== Task material ==

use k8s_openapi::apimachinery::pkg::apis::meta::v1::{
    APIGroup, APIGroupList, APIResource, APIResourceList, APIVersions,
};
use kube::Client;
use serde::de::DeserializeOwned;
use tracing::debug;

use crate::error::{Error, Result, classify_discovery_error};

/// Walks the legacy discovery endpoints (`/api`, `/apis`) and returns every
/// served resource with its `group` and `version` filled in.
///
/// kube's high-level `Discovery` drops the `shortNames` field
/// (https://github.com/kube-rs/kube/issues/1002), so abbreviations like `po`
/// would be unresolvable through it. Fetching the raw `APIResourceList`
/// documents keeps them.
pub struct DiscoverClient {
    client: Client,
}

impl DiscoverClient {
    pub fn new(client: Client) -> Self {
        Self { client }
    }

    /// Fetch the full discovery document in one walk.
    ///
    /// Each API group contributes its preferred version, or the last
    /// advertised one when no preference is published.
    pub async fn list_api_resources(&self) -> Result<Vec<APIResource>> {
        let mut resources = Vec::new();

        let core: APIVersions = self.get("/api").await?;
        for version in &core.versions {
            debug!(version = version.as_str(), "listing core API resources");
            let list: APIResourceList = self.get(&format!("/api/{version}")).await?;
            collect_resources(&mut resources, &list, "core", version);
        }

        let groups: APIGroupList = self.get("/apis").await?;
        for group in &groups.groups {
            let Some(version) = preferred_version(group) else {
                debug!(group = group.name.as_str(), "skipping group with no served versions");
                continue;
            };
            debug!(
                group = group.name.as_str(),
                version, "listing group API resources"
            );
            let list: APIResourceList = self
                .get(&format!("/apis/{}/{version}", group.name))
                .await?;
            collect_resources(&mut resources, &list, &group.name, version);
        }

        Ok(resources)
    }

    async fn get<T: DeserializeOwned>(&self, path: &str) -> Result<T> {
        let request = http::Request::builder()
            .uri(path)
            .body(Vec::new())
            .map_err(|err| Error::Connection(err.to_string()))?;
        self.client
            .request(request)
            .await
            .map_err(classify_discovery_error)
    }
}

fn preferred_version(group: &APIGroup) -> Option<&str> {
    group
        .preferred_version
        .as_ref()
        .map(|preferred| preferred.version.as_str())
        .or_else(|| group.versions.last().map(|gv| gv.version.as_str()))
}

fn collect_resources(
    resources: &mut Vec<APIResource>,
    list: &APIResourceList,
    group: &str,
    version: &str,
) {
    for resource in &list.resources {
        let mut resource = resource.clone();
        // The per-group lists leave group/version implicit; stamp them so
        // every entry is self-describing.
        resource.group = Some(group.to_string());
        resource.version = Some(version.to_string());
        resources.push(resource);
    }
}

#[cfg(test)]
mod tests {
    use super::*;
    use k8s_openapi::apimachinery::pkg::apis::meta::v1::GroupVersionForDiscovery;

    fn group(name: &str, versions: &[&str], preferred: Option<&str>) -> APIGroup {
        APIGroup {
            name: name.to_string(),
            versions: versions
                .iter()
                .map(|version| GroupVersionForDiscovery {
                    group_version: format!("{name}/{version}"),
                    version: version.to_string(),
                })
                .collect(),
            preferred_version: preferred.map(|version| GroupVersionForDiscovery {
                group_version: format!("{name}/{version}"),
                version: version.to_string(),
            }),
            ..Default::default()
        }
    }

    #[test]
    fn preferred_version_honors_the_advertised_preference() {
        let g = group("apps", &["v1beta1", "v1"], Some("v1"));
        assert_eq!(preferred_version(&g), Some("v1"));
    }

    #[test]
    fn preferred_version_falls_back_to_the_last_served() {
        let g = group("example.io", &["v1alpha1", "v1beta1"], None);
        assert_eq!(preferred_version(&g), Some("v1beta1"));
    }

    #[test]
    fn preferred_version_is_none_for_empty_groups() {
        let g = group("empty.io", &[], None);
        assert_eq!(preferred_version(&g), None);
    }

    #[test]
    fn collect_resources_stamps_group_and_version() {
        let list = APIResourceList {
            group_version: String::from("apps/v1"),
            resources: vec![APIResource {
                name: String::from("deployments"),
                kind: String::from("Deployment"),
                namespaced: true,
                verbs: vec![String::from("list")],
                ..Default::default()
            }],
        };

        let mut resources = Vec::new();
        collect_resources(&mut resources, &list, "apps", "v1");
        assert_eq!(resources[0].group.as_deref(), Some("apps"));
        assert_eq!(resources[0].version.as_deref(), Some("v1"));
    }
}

===

### The problem:
Output each line of the material exactly as it was written above.

### Task output:
use k8s_openapi::apimachinery::pkg::apis::meta::v1::{
    APIGroup, APIGroupList, APIResource, APIResourceList, APIVersions,
};
use kube::Client;
use serde::de::DeserializeOwned;
use tracing::debug;

use crate::error::{Error, Result, classify_discovery_error};

/// Walks the legacy discovery endpoints (`/api`, `/apis`) and returns every
/// served resource with its `group` and `version` filled in.
///
/// kube's high-level `Discovery` drops the `shortNames` field
/// (https://github.com/kube-rs/kube/issues/1002), so abbreviations like `po`
/// would be unresolvable through it. Fetching the raw `APIResourceList`
/// documents keeps them.
pub struct DiscoverClient {
    client: Client,
}

impl DiscoverClient {
    pub fn new(client: Client) -> Self {
        Self { client }
    }

    /// Fetch the full discovery document in one walk.
    ///
    /// Each API group contributes its preferred version, or the last
    /// advertised one when no preference is published.
    pub async fn list_api_resources(&self) -> Result<Vec<APIResource>> {
        let mut resources = Vec::new();

        let core: APIVersions = self.get("/api").await?;
        for version in &core.versions {
            debug!(version = version.as_str(), "listing core API resources");
            let list: APIResourceList = self.get(&format!("/api/{version}")).await?;
            collect_resources(&mut resources, &list, "core", version);
        }

        let groups: APIGroupList = self.get("/apis").await?;
        for group in &groups.groups {
            let Some(version) = preferred_version(group) else {
                debug!(group = group.name.as_str(), "skipping group with no served versions");
                continue;
            };
            debug!(
                group = group.name.as_str(),
                version, "listing group API resources"
            );
            let list: APIResourceList = self
                .get(&format!("/apis/{}/{version}", group.name))
                .await?;
            collect_resources(&mut resources, &list, &group.name, version);
        }

        Ok(resources)
    }

    async fn get<T: DeserializeOwned>(&self, path: &str) -> Result<T> {
        let request = http::Request::builder()
            .uri(path)
            .body(Vec::new())
            .map_err(|err| Error::Connection(err.to_string()))?;
        self.client
            .request(request)
            .await
            .map_err(classify_discovery_error)
    }
}

fn preferred_version(group: &APIGroup) -> Option<&str> {
    group
        .preferred_version
        .as_ref()
        .map(|preferred| preferred.version.as_str())
        .or_else(|| group.versions.last().map(|gv| gv.version.as_str()))
}

fn collect_resources(
    resources: &mut Vec<APIResource>,
    list: &APIResourceList,
    group: &str,
    version: &str,
) {
    for resource in &list.resources {
        let mut resource = resource.clone();
        // The per-group lists leave group/version implicit; stamp them so
        // every entry is self-describing.
        resource.group = Some(group.to_string());
        resource.version = Some(version.to_string());
        resources.push(resource);
    }
}

#[cfg(test)]
mod tests {
    use super::*;
    use k8s_openapi::apimachinery::pkg::apis::meta::v1::GroupVersionForDiscovery;

    fn group(name: &str, versions: &[&str], preferred: Option<&str>) -> APIGroup {
        APIGroup {
            name: name.to_string(),
            versions: versions
                .iter()
                .map(|version| GroupVersionForDiscovery {
                    group_version: format!("{name}/{version}"),
                    version: version.to_string(),
                })
                .collect(),
            preferred_version: preferred.map(|version| GroupVersionForDiscovery {
                group_version: format!("{name}/{version}"),
                version: version.to_string(),
            }),
            ..Default::default()
        }
    }

    #[test]
    fn preferred_version_honors_the_advertised_preference() {
        let g = group("apps", &["v1beta1", "v1"], Some("v1"));
        assert_eq!(preferred_version(&g), Some("v1"));
    }

    #[test]
    fn preferred_version_falls_back_to_the_last_served() {
        let g = group("example.io", &["v1alpha1", "v1beta1"], None);
        assert_eq!(preferred_version(&g), Some("v1beta1"));
    }

    #[test]
    fn preferred_version_is_none_for_empty_groups() {
        let g = group("empty.io", &[], None);
        assert_eq!(preferred_version(&g), None);
    }

    #[test]
    fn collect_resources_stamps_group_and_version() {
        let list = APIResourceList {
            group_version: String::from("apps/v1"),
            resources: vec![APIResource {
                name: String::from("deployments"),
                kind: String::from("Deployment"),
                namespaced: true,
                verbs: vec![String::from("list")],
                ..Default::default()
            }],
        };

        let mut resources = Vec::new();
        collect_resources(&mut resources, &list, "apps", "v1");
        assert_eq!(resources[0].group.as_deref(), Some("apps"));
        assert_eq!(resources[0].version.as_deref(), Some("v1"));
    }
}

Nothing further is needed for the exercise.